───── Data for analysis ─────

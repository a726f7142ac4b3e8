//! Status report content for ongoing and ended calls.

use std::fmt;

use chrono::{DateTime, Utc};
use serde::{Deserialize, Serialize};

use crate::format::{Precision, TimeUnits, format_duration};
use crate::session::Session;

/// Embed accent colour used for every status report.
pub const REPORT_COLOR: u32 = 0x0054_7443;

/// Attachment name the timeline image is uploaded under.
pub const TIMELINE_ATTACHMENT: &str = "timeline.png";

/// User-facing strings. `{channel}` in descriptions is replaced with the
/// session's channel label.
#[derive(Debug, Clone, PartialEq, Eq, Serialize, Deserialize)]
#[serde(default)]
pub struct ReportLabels {
    pub ongoing_title: String,
    pub ongoing_description: String,
    pub ended_title: String,
    pub ended_description: String,
    pub start_time: String,
    pub end_time: String,
    pub time_elapsed: String,
    pub history: String,
    pub units: TimeUnits,
}

impl Default for ReportLabels {
    fn default() -> Self {
        Self {
            ongoing_title: "Call in progress".to_string(),
            ongoing_description: "A call is going on in {channel}.".to_string(),
            ended_title: "Call ended".to_string(),
            ended_description: "The call in {channel} has ended.".to_string(),
            start_time: "Started".to_string(),
            end_time: "Ended".to_string(),
            time_elapsed: "Duration".to_string(),
            history: "Participants".to_string(),
            units: TimeUnits::default(),
        }
    }
}

#[derive(Debug, Clone, PartialEq, Eq, Serialize, Deserialize)]
pub struct ReportField {
    pub name: String,
    pub value: String,
    pub inline: bool,
}

#[derive(Debug, Clone, PartialEq, Eq, Serialize, Deserialize)]
pub struct ReportImage {
    pub url: String,
}

/// A rendered status message body, shaped like a chat embed.
#[derive(Debug, Clone, PartialEq, Eq, Serialize, Deserialize)]
pub struct StatusReport {
    pub title: String,
    pub description: String,
    pub color: u32,
    pub fields: Vec<ReportField>,
    #[serde(default, skip_serializing_if = "Option::is_none")]
    pub image: Option<ReportImage>,
}

impl StatusReport {
    /// Report for a call that is still going on.
    pub fn ongoing(session: &Session, now: DateTime<Utc>, labels: &ReportLabels) -> Self {
        let start = session.start_time().unwrap_or(now);
        let mut fields = vec![
            field(&labels.start_time, timestamp_mention(start), true),
            field(
                &labels.time_elapsed,
                format_duration(session.elapsed(now), &labels.units, Precision::Minutes),
                true,
            ),
        ];
        if session.rule().history.shows_names() {
            fields.push(field(&labels.history, history(session, now, labels), false));
        }

        Self {
            title: labels.ongoing_title.clone(),
            description: describe(&labels.ongoing_description, session),
            color: REPORT_COLOR,
            fields,
            image: None,
        }
    }

    /// Report for a closed call. An unset end time is treated as `now`.
    pub fn ended(session: &Session, now: DateTime<Utc>, labels: &ReportLabels) -> Self {
        let end = session.end_time().unwrap_or(now);
        let start = session.start_time().unwrap_or(end);
        let mut fields = vec![
            field(&labels.start_time, timestamp_mention(start), true),
            field(&labels.end_time, timestamp_mention(end), true),
            field(
                &labels.time_elapsed,
                format_duration(session.elapsed(end), &labels.units, Precision::Minutes),
                true,
            ),
        ];
        let history_detail = session.rule().history;
        if history_detail.shows_names() {
            fields.push(field(&labels.history, history(session, end, labels), false));
        }

        Self {
            title: labels.ended_title.clone(),
            description: describe(&labels.ended_description, session),
            color: REPORT_COLOR,
            fields,
            image: history_detail.shows_timeline().then(|| ReportImage {
                url: format!("attachment://{TIMELINE_ATTACHMENT}"),
            }),
        }
    }
}

impl fmt::Display for StatusReport {
    fn fmt(&self, f: &mut fmt::Formatter<'_>) -> fmt::Result {
        writeln!(f, "{}", self.title)?;
        writeln!(f, "{}", self.description)?;
        for field in &self.fields {
            writeln!(f, "{}:", field.name)?;
            for line in field.value.lines() {
                writeln!(f, "  {line}")?;
            }
        }
        Ok(())
    }
}

/// Short-time timestamp mention rendered in each reader's local time.
pub fn timestamp_mention(at: DateTime<Utc>) -> String {
    format!("<t:{}:t>", at.timestamp())
}

fn field(name: &str, value: String, inline: bool) -> ReportField {
    ReportField {
        name: name.to_string(),
        value,
        inline,
    }
}

fn describe(template: &str, session: &Session) -> String {
    template.replace("{channel}", session.channel_label())
}

fn history(session: &Session, now: DateTime<Utc>, labels: &ReportLabels) -> String {
    let with_durations = session.rule().history.shows_durations();
    let lines: Vec<String> = session
        .participants()
        .map(|p| {
            if with_durations {
                let elapsed = p.elapsed_present_duration(now);
                format!(
                    "{} ({})",
                    p.display_name(),
                    format_duration(elapsed, &labels.units, Precision::Seconds)
                )
            } else {
                p.display_name().to_string()
            }
        })
        .collect();

    if lines.is_empty() {
        "-".to_string()
    } else {
        lines.join("\n")
    }
}

#[cfg(test)]
mod tests {
    use super::*;
    use crate::rule::{HistoryDetail, Rule};
    use crate::types::{ChannelId, UserId, VoiceStatus};
    use chrono::{Duration, TimeZone};

    fn ts(minutes: i64) -> DateTime<Utc> {
        Utc.with_ymd_and_hms(2025, 3, 1, 20, 0, 0)
            .single()
            .expect("valid test timestamp")
            + Duration::minutes(minutes)
    }

    fn session(history: HistoryDetail) -> Session {
        let rule = Rule {
            history,
            ..Rule::enabled_for(ChannelId::new(500).unwrap())
        };
        let mut s = Session::new(ChannelId::new(100).unwrap(), "lounge", rule);
        s.start(ts(0)).unwrap();
        for (id, name, joined) in [(1, "alice", 0), (2, "bob", 5)] {
            let user = UserId::new(id).unwrap();
            s.register_participant(user, name).unwrap();
            s.member_join(user, ts(joined), VoiceStatus::ACTIVE).unwrap();
        }
        s
    }

    #[test]
    fn ongoing_with_durations() {
        let report = StatusReport::ongoing(
            &session(HistoryDetail::NameWithDuration),
            ts(75),
            &ReportLabels::default(),
        );
        assert_eq!(report.color, REPORT_COLOR);
        assert!(report.image.is_none());
        insta::assert_snapshot!(report.to_string(), @r"
        Call in progress
        A call is going on in lounge.
        Started:
          <t:1740859200:t>
        Duration:
          1h15m
        Participants:
          alice (1h15m0s)
          bob (1h10m0s)
        ");
    }

    #[test]
    fn ended_without_history() {
        let mut s = session(HistoryDetail::None);
        s.member_leave(UserId::new(2).unwrap(), ts(20)).unwrap();
        s.end(ts(30)).unwrap();

        let report = StatusReport::ended(&s, ts(99), &ReportLabels::default());
        insta::assert_snapshot!(report.to_string(), @r"
        Call ended
        The call in lounge has ended.
        Started:
          <t:1740859200:t>
        Ended:
          <t:1740861000:t>
        Duration:
          30m
        ");
    }

    #[test]
    fn ended_with_timeline_references_attachment() {
        let mut s = session(HistoryDetail::NameWithDurationAndTimeline);
        s.end(ts(30)).unwrap();
        let report = StatusReport::ended(&s, ts(30), &ReportLabels::default());
        assert_eq!(
            report.image,
            Some(ReportImage {
                url: "attachment://timeline.png".to_string()
            })
        );
        let history = &report.fields.last().unwrap().value;
        assert_eq!(history, "alice (30m0s)\nbob (25m0s)");
    }

    #[test]
    fn names_only_history() {
        let report = StatusReport::ongoing(
            &session(HistoryDetail::NameOnly),
            ts(1),
            &ReportLabels::default(),
        );
        let history = report.fields.last().unwrap();
        assert_eq!(history.name, "Participants");
        assert_eq!(history.value, "alice\nbob");
        assert!(!history.inline);
    }

    #[test]
    fn empty_history_has_placeholder() {
        let rule = Rule {
            history: HistoryDetail::NameOnly,
            ..Rule::default()
        };
        let mut s = Session::new(ChannelId::new(100).unwrap(), "lounge", rule);
        s.start(ts(0)).unwrap();
        let report = StatusReport::ongoing(&s, ts(0), &ReportLabels::default());
        assert_eq!(report.fields.last().unwrap().value, "-");
    }
}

─────

_Assigned task_: Report how many lines of the preceding records include "rendered". Output the number only.

_Answer box_: 2